Far Eastern Economic Review (1946-2004)
by Kenneth Lyen
We mourn the death of the Far Eastern Economic Review, which published its final issue last week.
Born in Hong Kong a year after the Japanese surrender, the Far Eastern Economic Review made a name for itself in its incisive reporting especially of Asian matters. Affectionately known as FEER, it gained wide readership because of its fearlessly critical articles. Among the people it took on included the then Singapore Prime Minister Lee Kuan Yew, but it lost the legal battle. FEERs circulation in Singapore was curtailed.
The Dow Jones acquired the magazine in 1987. To avoid being banned and attracting too many lawsuits, it seemed to have toned down its reporting.

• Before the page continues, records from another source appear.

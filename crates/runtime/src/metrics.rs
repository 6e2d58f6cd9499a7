use std::collections::BTreeMap;

/// Deterministic metrics aggregation for a rendering session.
///
/// Keys are static so recording stays allocation-free on the frame path.
/// Sorted maps keep snapshots stable across runs.
#[derive(Debug, Default, Clone, PartialEq)]
pub struct Metrics {
    counters: BTreeMap<&'static str, u64>,
    gauges: BTreeMap<&'static str, f64>,
    histograms: BTreeMap<&'static str, Histogram>,
}

/// Running summary of per-frame samples.
#[derive(Debug, Copy, Clone, PartialEq, Eq, Default)]
pub struct Histogram {
    pub count: u64,
    pub sum: u64,
    pub min: u64,
    pub max: u64,
}

impl Histogram {
    pub fn record(&mut self, value: u64) {
        if self.count == 0 {
            self.min = value;
            self.max = value;
        } else {
            self.min = self.min.min(value);
            self.max = self.max.max(value);
        }
        self.count += 1;
        self.sum = self.sum.saturating_add(value);
    }

    pub fn mean(&self) -> f64 {
        if self.count == 0 {
            0.0
        } else {
            self.sum as f64 / self.count as f64
        }
    }
}

#[derive(Debug, Clone, PartialEq)]
pub struct MetricsSnapshot {
    pub counters: Vec<(&'static str, u64)>,
    pub gauges: Vec<(&'static str, f64)>,
    pub histograms: Vec<(&'static str, Histogram)>,
}

impl Metrics {
    pub fn new() -> Self {
        Self::default()
    }

    pub fn clear(&mut self) {
        self.counters.clear();
        self.gauges.clear();
        self.histograms.clear();
    }

    pub fn counter(&self, name: &str) -> u64 {
        self.counters.get(name).copied().unwrap_or(0)
    }

    pub fn inc_counter(&mut self, name: &'static str, by: u64) {
        *self.counters.entry(name).or_insert(0) += by;
    }

    pub fn gauge(&self, name: &str) -> Option<f64> {
        self.gauges.get(name).copied()
    }

    pub fn set_gauge(&mut self, name: &'static str, value: f64) {
        self.gauges.insert(name, value);
    }

    pub fn record(&mut self, name: &'static str, value: u64) {
        self.histograms.entry(name).or_default().record(value);
    }

    pub fn histogram(&self, name: &str) -> Option<Histogram> {
        self.histograms.get(name).copied()
    }

    pub fn snapshot(&self) -> MetricsSnapshot {
        MetricsSnapshot {
            counters: self.counters.iter().map(|(k, v)| (*k, *v)).collect(),
            gauges: self.gauges.iter().map(|(k, v)| (*k, *v)).collect(),
            histograms: self.histograms.iter().map(|(k, v)| (*k, *v)).collect(),
        }
    }
}

#[cfg(test)]
mod tests {
    use super::{Histogram, Metrics};

    #[test]
    fn counters_accumulate() {
        let mut m = Metrics::new();
        m.inc_counter("overlay.arcs", 2);
        m.inc_counter("overlay.arcs", 3);
        assert_eq!(m.counter("overlay.arcs"), 5);
        assert_eq!(m.counter("overlay.glows"), 0);
    }

    #[test]
    fn gauges_keep_latest_value() {
        let mut m = Metrics::new();
        assert_eq!(m.gauge("rotation.phi"), None);
        m.set_gauge("rotation.phi", 0.5);
        m.set_gauge("rotation.phi", 0.75);
        assert_eq!(m.gauge("rotation.phi"), Some(0.75));
    }

    #[test]
    fn histogram_tracks_frame_samples() {
        let mut h = Histogram::default();
        assert_eq!(h.mean(), 0.0);
        h.record(4);
        h.record(1);
        h.record(7);
        assert_eq!((h.count, h.sum, h.min, h.max), (3, 12, 1, 7));
        assert_eq!(h.mean(), 4.0);
    }

    #[test]
    fn snapshot_is_sorted_by_key() {
        let mut m = Metrics::new();
        m.inc_counter("frames", 1);
        m.inc_counter("overlay.arcs", 1);
        m.inc_counter("clicks", 1);
        m.record("overlay.commands", 3);

        let snap = m.snapshot();
        let keys: Vec<_> = snap.counters.iter().map(|(k, _)| *k).collect();
        assert_eq!(keys, vec!["clicks", "frames", "overlay.arcs"]);
        assert_eq!(snap.histograms.len(), 1);
    }
}
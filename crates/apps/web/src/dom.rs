use globe::{Container, ContainerSize, ContainerWatch};
use wasm_bindgen::JsCast;
use wasm_bindgen::prelude::*;
use web_sys::{Element, ResizeObserver};

/// A DOM element measured through its bounding client rect.
pub struct ElementContainer {
    element: Element,
}

impl ElementContainer {
    pub fn new(element: Element) -> Self {
        Self { element }
    }
}

impl Container for ElementContainer {
    fn measure(&self) -> ContainerSize {
        let rect = self.element.get_bounding_client_rect();
        ContainerSize::new(rect.width(), rect.height())
    }
}

/// `ResizeObserver` subscription on the container element.
pub struct ResizeWatch {
    observer: ResizeObserver,
    _callback: Closure<dyn FnMut(js_sys::Array, ResizeObserver)>,
}

impl ResizeWatch {
    pub fn observe(element: &Element, mut on_resize: impl FnMut() + 'static) -> Result<Self, JsValue> {
        let callback = Closure::<dyn FnMut(js_sys::Array, ResizeObserver)>::new(
            move |_entries: js_sys::Array, _observer: ResizeObserver| on_resize(),
        );
        let observer = ResizeObserver::new(callback.as_ref().unchecked_ref())?;
        observer.observe(element);
        Ok(Self {
            observer,
            _callback: callback,
        })
    }
}

impl ContainerWatch for ResizeWatch {
    fn disconnect(&mut self) {
        self.observer.disconnect();
    }
}

pub fn now_s() -> f64 {
    web_sys::window()
        .and_then(|w| w.performance())
        .map(|p| p.now() / 1000.0)
        .unwrap_or_else(|| js_sys::Date::now() / 1000.0)
}
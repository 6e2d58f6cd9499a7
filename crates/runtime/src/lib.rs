pub mod event_bus;
pub mod frame;
pub mod metrics;
pub mod scheduler;

pub use event_bus::*;
pub use frame::*;
pub use metrics::*;
pub use scheduler::*;
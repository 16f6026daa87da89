use std::time::Duration;

use axum::extract::DefaultBodyLimit;
use axum::http::{HeaderName, HeaderValue, Method};
use axum::routing::get;
use axum::Router;
use tower_http::cors::{AllowHeaders, AllowMethods, AllowOrigin, Any, CorsLayer, ExposeHeaders};
use tower_http::trace::TraceLayer;

use crate::config::{CorsConfig, ServerConfig};
use crate::handler::{self, AppState};

/// Build the axum router with every store endpoint.
pub fn build_router(state: AppState, config: &ServerConfig) -> Router {
    Router::new()
        .route("/", get(handler::root))
        .route(
            "/store",
            get(handler::get_file)
                .post(handler::add_file)
                .put(handler::update_file)
                .delete(handler::remove_file),
        )
        .route("/store/check/file", get(handler::check_file))
        .route("/store/check/sha", get(handler::check_sha))
        .route("/store/list", get(handler::list_files))
        .route("/store/count", get(handler::word_count))
        .route("/store/frequency", get(handler::word_frequency))
        .layer(DefaultBodyLimit::max(config.server.body_limit_bytes()))
        .layer(TraceLayer::new_for_http())
        .layer(cors_layer(&config.cors))
        .with_state(state)
}

fn is_wildcard(values: &[String]) -> bool {
    values.iter().any(|v| v.trim() == "*")
}

/// CORS policy from configuration.
///
/// Browsers reject `*` on credentialed requests, so with credentials enabled
/// a wildcard origin, method or header list mirrors the request instead.
/// Wildcard expose headers have no mirrored form and are dropped in that case.
pub fn cors_layer(cors: &CorsConfig) -> CorsLayer {
    let credentials = cors.allow_credentials;
    let mut layer = CorsLayer::new()
        .allow_credentials(credentials)
        .max_age(Duration::from_secs(cors.max_age));

    layer = match (is_wildcard(&cors.allow_origins), credentials) {
        (true, true) => layer.allow_origin(AllowOrigin::mirror_request()),
        (true, false) => layer.allow_origin(Any),
        (false, _) => layer.allow_origin(AllowOrigin::list(
            cors.allow_origins.iter().filter_map(|o| HeaderValue::from_str(o.trim()).ok()),
        )),
    };

    layer = match (is_wildcard(&cors.allow_methods), credentials) {
        (true, true) => layer.allow_methods(AllowMethods::mirror_request()),
        (true, false) => layer.allow_methods(Any),
        (false, _) => layer.allow_methods(AllowMethods::list(
            cors.allow_methods
                .iter()
                .filter_map(|m| Method::from_bytes(m.trim().to_ascii_uppercase().as_bytes()).ok()),
        )),
    };

    layer = match (is_wildcard(&cors.allow_headers), credentials) {
        (true, true) => layer.allow_headers(AllowHeaders::mirror_request()),
        (true, false) => layer.allow_headers(Any),
        (false, _) => layer.allow_headers(AllowHeaders::list(parse_header_names(&cors.allow_headers))),
    };

    match (is_wildcard(&cors.expose_headers), credentials) {
        (true, true) => layer,
        (true, false) => layer.expose_headers(Any),
        (false, _) => layer.expose_headers(ExposeHeaders::list(parse_header_names(&cors.expose_headers))),
    }
}

fn parse_header_names(names: &[String]) -> Vec<HeaderName> {
    names
        .iter()
        .filter_map(|n| HeaderName::from_bytes(n.trim().as_bytes()).ok())
        .collect()
}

It remained a competent magazine, but lost some of its pungency.
Several authors gained international fame writing for it. They include the late David Bonavia, Ian Buruma, and Christopher Wood. Two Singaporeans worked for this magazine, TJS George, founder of Asiaweek, and Chairman of the Singapore Management University, Ho Kwon Ping. One must not forget that Singapore imprisoned the latter twice for his reporting in the Far Eastern Economic Review.
Sadly, Singapore still has not changed. On 26 October 2004 the Reporters Sans FrontiPres published its third annual report.
We are ranked 147 out of 167 countries, below Malaysia and only marginally above Iraq.
Lack of press freedom is something that should make us sit up and re-examine our values and philosophy. It does not help that we are too sensitive about misreporting, and resort to the law courts as a means of redress far too readily.
This has resulted in the practice of self-censorship. The sad thing is that by restricting freedom of expression, self-censorship results in a muted population lacking in the vigor and exuberance associated with intellectual and academic freedom. As a nation, I hope that we will learn to develop a thicker skin and accept criticisms, both just and unjust. Sometimes the best course of action is to laugh it off.
The Far Eastern Economic Review was an important journal because it was one of the first magazines dedicated to Asian affairs, letting us look at ourselves, warts and all. Rest in peace.